The festival, sponsored by Independence Community College, each year honors a playwright or composer for contributions to American theater. Previous honorees include Edward Albee, Terrence McNally, Neil Simon, Stephen Sondheim, Wendy Wasserstein and August Wilson.

Bruce Peterson, festival associate, spoke with Broadway To Vegas about the festival and how the William Inge Theater Festival has become a year around event.

Arthur Laurents
"Arthur Laurents will be here the entire festival," said Peterson referring to the man who began his career in the 1940s as a dramatist but achieved his greatest success writing books for the musicals West Side Story and Gypsy. Laurents also directed the musicals I Can Get It for You Wholesale and La Cage aux Folles.

"He will be giving what is called a Conversation with Arthur Laurents - on the stage and discussing his career. He will also be present at the Saturday evening tribute to him, which will have guest stars performing excerpts from his different shows," said Peterson.

Conceived, written and directed by award-winning filmmaker, Mike Wood, this one-time presentation includes narration, live performances with guest stars, slides, video clips from shows and interviews with the honoree and dozens of their collaborators.
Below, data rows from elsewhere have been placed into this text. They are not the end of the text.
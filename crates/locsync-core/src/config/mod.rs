//! Project configuration
//!
//! Read once per run from `locsync.toml` at the project root, with an
//! optional git-ignored `locsync.local.toml` overlay for per-developer
//! overrides (a different remote directory, for instance).

mod manifest;
mod settings;

pub use manifest::{Manifest, RemoteKind, RemoteSection};
pub use settings::{Config, RemoteConfig};

use locsync_fs::{DocumentStore, NormalizedPath};

use crate::{Error, Result};

/// Repository configuration file name
pub const CONFIG_FILE: &str = "locsync.toml";

/// Local, uncommitted overlay
pub const LOCAL_CONFIG_FILE: &str = "locsync.local.toml";

/// Starting configuration written by `locsync init`.
pub const DEFAULT_CONFIG: &str = r#"# Language the source code is written in
development_language = "en"

# Languages translated through the remote store
languages = []

# Sources scanned for localizable strings
source_files = ["**/*.swift", "**/*.m"]

# Development-language resource files; one keyset per file
resource_files = ["**/en.lproj/*.strings"]

# Interface files re-localized when they change
xib_files = ["**/en.lproj/*.xib"]

[remote]
kind = "directory"
path = ".locsync/remote"
"#;

/// Resolves the effective configuration for a project root.
pub struct ConfigResolver {
    root: NormalizedPath,
    store: DocumentStore,
}

impl ConfigResolver {
    pub fn new(root: NormalizedPath) -> Self {
        Self {
            root,
            store: DocumentStore::new(),
        }
    }

    /// Whether the project has a configuration file.
    pub fn has_config(&self) -> bool {
        self.config_path().is_file()
    }

    pub fn config_path(&self) -> NormalizedPath {
        self.root.join(CONFIG_FILE)
    }

    /// Load `locsync.toml`, apply the local overlay, and fill defaults.
    pub fn resolve(&self) -> Result<Config> {
        let path = self.config_path();
        if !path.is_file() {
            return Err(Error::ConfigNotFound {
                path: path.to_native(),
            });
        }

        let mut manifest: Manifest = self.store.load(&path)?;

        let local_path = self.root.join(LOCAL_CONFIG_FILE);
        if local_path.is_file() {
            let overlay: Manifest = self.store.load(&local_path)?;
            manifest.merge(&overlay);
            tracing::debug!(path = %local_path, "Applied local configuration overlay");
        }

        Config::from_manifest(&manifest)
    }
}
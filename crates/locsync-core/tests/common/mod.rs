#![allow(dead_code)]

use std::cell::RefCell;

use locsync_core::config::{Config, Manifest};
use locsync_core::local::{LocalStore, localized_path};
use locsync_core::model::{Key, Keyset, Value};
use locsync_core::tools::{KeysetIter, StringExtractor, UiResourceTool};
use locsync_core::{Error, Result};
use locsync_fs::{NormalizedPath, checksum, io};

/// Config for `development` plus `languages`, with default file patterns.
pub fn config(development: &str, languages: &[&str]) -> Config {
    let languages = languages
        .iter()
        .map(|l| format!("\"{l}\""))
        .collect::<Vec<_>>()
        .join(", ");
    let manifest = Manifest::parse(&format!(
        "development_language = \"{development}\"\nlanguages = [{languages}]\n\n[remote]\nkind = \"memory\"\n"
    ))
    .expect("test manifest should parse");
    Config::from_manifest(&manifest).expect("test config should resolve")
}

/// Keyset from `(key, language, text)` triples, all unapproved.
pub fn keyset(name: &str, entries: &[(&str, &str, &str)]) -> Keyset {
    let mut keyset = Keyset::new(name);
    for (key, language, text) in entries {
        let mut k = keyset.remove(key).unwrap_or_else(|| Key::new(*key));
        k.set_value(*language, Value::unapproved(*text));
        keyset.insert(k);
    }
    keyset
}

/// Extractor returning fixed keysets, recording the files it was given.
#[derive(Default)]
pub struct FakeExtractor {
    pub keysets: Vec<Keyset>,
    pub seen: RefCell<Vec<NormalizedPath>>,
}

impl FakeExtractor {
    pub fn new(keysets: Vec<Keyset>) -> Self {
        Self {
            keysets,
            seen: RefCell::default(),
        }
    }
}

impl StringExtractor for FakeExtractor {
    fn extract(&self, files: &[NormalizedPath], _development_language: &str) -> Result<KeysetIter<'_>> {
        self.seen.borrow_mut().extend(files.iter().cloned());
        Ok(Box::new(self.keysets.iter().cloned().map(Ok)))
    }
}

/// UI tool over plain-text "xib" files holding `key=value` lines.
///
/// A file without any `=` line has no localizable content.
pub struct FakeUiTool {
    local: LocalStore,
    pub imports: RefCell<Vec<String>>,
    pub localizations: RefCell<Vec<(String, String)>>,
    pub content_checks: RefCell<usize>,
    pub fail_localize: bool,
}

impl FakeUiTool {
    pub fn new(root: &std::path::Path) -> Self {
        Self {
            local: LocalStore::new(root),
            imports: RefCell::default(),
            localizations: RefCell::default(),
            content_checks: RefCell::default(),
            fail_localize: false,
        }
    }

    pub fn localize_count(&self) -> usize {
        self.localizations.borrow().len()
    }

    fn entries(&self, file: &NormalizedPath) -> Result<Vec<(String, String)>> {
        let content = io::read_text(&self.local.absolute(file))?;
        Ok(content
            .lines()
            .filter_map(|line| line.split_once('='))
            .map(|(k, v)| (k.trim().to_string(), v.trim().to_string()))
            .collect())
    }
}

impl UiResourceTool for FakeUiTool {
    fn is_extractable(&self, file: &NormalizedPath, language: &str) -> bool {
        self.local.exists(&localized_path(file, language))
    }

    fn is_localizable(&self, file: &NormalizedPath) -> Result<bool> {
        *self.content_checks.borrow_mut() += 1;
        Ok(!self.entries(file)?.is_empty())
    }

    fn strings_path(&self, file: &NormalizedPath, language: &str) -> NormalizedPath {
        let stem = file.file_stem().unwrap_or_default();
        localized_path(&NormalizedPath::new(format!("{stem}.strings")), language)
    }

    fn extract_strings(&self, file: &NormalizedPath, language: &str) -> Result<Keyset> {
        let mut keyset = Keyset::new(file.file_stem().unwrap_or_default());
        for (key, value) in self.entries(&localized_path(file, language))? {
            keyset.insert(Key::new(key).with_value(language, Value::unapproved(value)));
        }
        Ok(keyset)
    }

    fn import_strings(&self, file: &NormalizedPath, _language: &str) -> Result<()> {
        self.imports.borrow_mut().push(file.to_string());
        Ok(())
    }

    fn localize(&self, file: &NormalizedPath, language: &str) -> Result<()> {
        if self.fail_localize {
            return Err(Error::Tool {
                tool: "fake-ibtool".into(),
                message: "cannot parse document".into(),
            });
        }
        self.localizations
            .borrow_mut()
            .push((file.to_string(), language.to_string()));
        Ok(())
    }

    fn fingerprint(&self, file: &NormalizedPath) -> Result<String> {
        Ok(checksum::compute_file_checksum(&self.local.absolute(file))?)
    }
}
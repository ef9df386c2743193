//! In-memory resource model
//!
//! A [`Keyset`] is rebuilt from durable state at the start of every
//! operation and never cached across operations.

mod key;
mod keyset;

pub use key::{Key, Status, Value};
pub use keyset::{Keyset, MergeCounts};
"That will be filmed for the archives, preserved as part of our Inge collection," stated Peterson.

Independence was home to Inge and the author always credited the town with providing inspirational sparks for his dramas Picnic, Dark at the Top of the Stairs and Come Back Little Sheba, as well as his screenplay for the Elia Kazan film Splendor in the Grass.

Glencliff Bed and Breakfast
Laurents will be staying in that Splendor in the Grass house.

"We always put up our guests at this lovely bed and breakfast which is the house from Splendor in the Grass," explained Peterson. "Unfortunately, they didn't film that here. They filmed it in Hutchinson, Kansas. But, the big house which was the inspiration for the rich family - a beautiful Tutor style, built in the 1920's - is now a bed and breakfast called Glencliff. It's just gorgeous."

"Part of the festival are tours of Inge's Independence. The tours specifically go to areas which influenced his life," continued Peterson.

"For instance, he mentioned in his books the only Jewish store in town - so the stores he patronized are pointed out."

William Inge sitting on the Broadway set of The Dark At The Top of the Stairs. Photo archives: Inge Center for the Arts
While the Inge Festival draws national attention, Peterson is quick to point out that this a one-weekend event has blossomed into a year long project.

"We just changed our name this year and we are officially announcing it now -The William Inge Center for the Arts, because we do things year around now. It's not just a festival each April."

"We have William Inge's family home. The home that he grew up in is now owned by our Inge Festival Foundation," elaborated Peterson. "We also have Playwright's In Residence. We have acclaimed playwrights here year around and do developmental readings. Each playwright is here for nine weeks."

Currently in residence are playwrights Carson Becker of Chicago and Jeremy Kareken of New York who began their program March 15. While in residence they live in Inge's historic boyhood home.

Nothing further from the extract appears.